- Problem statement -
Say how many lines in the entries hold the word "execCC", and reply with that number only.

(Collected data)
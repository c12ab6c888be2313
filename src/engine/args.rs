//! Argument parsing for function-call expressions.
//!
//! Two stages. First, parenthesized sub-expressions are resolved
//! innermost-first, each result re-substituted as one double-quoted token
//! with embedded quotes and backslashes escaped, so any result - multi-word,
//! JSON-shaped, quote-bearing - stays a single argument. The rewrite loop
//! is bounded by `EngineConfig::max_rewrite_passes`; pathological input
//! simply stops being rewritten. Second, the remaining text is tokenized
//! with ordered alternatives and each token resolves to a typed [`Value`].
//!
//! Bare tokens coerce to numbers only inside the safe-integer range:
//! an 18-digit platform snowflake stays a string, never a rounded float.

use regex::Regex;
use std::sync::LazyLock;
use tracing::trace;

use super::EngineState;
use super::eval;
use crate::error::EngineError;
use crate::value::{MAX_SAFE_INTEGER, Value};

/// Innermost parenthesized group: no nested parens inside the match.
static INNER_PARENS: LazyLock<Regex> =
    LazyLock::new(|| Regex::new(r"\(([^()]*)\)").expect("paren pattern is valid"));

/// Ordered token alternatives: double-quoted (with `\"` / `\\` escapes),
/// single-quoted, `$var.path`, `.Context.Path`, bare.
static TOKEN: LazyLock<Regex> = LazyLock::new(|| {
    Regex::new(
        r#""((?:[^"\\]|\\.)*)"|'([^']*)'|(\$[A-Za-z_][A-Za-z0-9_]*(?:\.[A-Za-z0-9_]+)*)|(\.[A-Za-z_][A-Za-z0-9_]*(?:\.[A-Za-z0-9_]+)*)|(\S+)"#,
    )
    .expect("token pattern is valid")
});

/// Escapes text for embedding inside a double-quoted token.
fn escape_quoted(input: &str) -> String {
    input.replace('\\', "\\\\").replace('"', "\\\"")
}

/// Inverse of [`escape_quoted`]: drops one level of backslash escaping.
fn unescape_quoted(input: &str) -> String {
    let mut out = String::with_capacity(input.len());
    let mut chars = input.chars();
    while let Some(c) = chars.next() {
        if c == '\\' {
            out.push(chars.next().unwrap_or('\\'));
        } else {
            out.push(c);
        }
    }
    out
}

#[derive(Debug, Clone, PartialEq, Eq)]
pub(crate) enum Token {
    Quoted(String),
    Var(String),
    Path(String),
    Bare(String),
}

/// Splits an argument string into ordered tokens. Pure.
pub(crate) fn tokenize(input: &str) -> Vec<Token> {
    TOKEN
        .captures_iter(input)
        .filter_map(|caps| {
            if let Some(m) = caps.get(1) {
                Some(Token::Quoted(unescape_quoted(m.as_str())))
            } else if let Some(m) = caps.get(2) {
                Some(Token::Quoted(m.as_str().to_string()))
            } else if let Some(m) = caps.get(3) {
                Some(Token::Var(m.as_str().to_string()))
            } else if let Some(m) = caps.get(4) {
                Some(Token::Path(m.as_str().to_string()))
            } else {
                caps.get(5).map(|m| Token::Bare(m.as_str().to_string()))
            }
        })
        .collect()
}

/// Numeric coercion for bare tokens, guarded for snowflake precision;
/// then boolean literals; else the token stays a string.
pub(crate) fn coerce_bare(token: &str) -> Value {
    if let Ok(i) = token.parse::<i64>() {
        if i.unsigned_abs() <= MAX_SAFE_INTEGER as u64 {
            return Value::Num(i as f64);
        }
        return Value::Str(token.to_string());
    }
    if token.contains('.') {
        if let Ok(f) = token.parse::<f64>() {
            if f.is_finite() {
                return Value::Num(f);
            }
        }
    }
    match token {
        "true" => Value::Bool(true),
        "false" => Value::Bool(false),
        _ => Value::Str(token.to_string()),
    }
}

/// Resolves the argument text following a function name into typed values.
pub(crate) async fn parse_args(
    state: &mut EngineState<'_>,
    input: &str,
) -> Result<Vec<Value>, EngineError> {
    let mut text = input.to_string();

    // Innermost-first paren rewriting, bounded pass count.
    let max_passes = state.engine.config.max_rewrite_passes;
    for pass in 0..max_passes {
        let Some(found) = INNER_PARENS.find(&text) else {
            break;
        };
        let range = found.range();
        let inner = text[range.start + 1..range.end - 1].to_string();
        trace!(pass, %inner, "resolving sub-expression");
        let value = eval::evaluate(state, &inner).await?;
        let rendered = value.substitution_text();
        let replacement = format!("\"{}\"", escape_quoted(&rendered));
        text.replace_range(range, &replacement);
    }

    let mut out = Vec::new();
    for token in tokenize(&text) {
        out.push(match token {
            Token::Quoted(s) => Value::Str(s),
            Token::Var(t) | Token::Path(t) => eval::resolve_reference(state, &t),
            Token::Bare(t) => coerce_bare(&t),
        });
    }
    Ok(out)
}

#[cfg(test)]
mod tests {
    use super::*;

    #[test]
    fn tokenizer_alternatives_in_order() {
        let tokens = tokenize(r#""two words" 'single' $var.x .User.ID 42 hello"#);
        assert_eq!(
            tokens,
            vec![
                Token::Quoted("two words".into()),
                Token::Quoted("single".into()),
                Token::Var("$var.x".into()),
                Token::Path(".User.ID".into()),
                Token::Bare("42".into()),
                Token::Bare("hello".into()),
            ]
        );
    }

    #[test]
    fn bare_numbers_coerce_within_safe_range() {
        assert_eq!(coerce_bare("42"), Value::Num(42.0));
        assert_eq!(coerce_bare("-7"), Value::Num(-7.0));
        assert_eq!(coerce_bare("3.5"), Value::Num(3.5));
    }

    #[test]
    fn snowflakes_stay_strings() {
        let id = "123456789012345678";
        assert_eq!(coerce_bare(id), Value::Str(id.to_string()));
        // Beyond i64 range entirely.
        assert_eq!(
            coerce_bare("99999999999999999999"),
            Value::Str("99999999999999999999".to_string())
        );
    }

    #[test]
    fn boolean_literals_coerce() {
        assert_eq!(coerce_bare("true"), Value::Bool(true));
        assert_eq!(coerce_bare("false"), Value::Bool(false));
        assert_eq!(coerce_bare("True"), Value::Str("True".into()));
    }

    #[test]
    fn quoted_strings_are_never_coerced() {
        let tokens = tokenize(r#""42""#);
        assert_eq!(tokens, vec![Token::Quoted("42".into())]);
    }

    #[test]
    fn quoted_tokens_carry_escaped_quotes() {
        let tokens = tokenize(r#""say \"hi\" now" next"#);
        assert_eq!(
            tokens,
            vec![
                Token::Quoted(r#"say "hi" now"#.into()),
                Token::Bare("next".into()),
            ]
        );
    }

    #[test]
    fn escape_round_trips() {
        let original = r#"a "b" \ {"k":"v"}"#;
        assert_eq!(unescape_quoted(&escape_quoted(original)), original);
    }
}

...

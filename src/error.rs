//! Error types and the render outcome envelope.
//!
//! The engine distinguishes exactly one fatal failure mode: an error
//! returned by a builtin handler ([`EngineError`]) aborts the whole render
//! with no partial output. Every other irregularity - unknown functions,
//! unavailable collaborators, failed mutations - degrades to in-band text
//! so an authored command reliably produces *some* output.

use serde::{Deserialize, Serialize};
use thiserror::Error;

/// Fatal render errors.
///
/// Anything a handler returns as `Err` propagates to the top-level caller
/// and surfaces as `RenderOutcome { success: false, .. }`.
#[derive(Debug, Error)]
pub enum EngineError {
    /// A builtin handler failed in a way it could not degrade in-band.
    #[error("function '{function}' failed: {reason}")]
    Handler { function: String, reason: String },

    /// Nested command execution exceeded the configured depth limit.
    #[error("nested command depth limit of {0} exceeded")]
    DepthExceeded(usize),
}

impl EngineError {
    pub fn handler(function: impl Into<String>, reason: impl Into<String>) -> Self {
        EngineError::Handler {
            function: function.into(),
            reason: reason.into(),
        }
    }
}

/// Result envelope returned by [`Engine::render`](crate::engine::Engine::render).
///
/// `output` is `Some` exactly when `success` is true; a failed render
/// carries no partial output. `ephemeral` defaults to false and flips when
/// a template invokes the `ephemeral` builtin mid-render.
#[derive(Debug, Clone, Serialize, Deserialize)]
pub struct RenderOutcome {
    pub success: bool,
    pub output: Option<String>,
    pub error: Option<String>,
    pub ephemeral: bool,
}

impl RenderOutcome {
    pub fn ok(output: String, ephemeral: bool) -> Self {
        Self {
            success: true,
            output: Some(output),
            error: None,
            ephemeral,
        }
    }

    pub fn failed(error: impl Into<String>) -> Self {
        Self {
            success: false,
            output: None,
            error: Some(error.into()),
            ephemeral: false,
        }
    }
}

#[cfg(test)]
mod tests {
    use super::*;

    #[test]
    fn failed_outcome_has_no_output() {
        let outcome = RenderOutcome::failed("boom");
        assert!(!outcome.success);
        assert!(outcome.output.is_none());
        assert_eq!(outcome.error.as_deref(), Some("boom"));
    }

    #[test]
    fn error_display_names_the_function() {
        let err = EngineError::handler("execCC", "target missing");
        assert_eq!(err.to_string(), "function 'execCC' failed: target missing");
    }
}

- Output -
2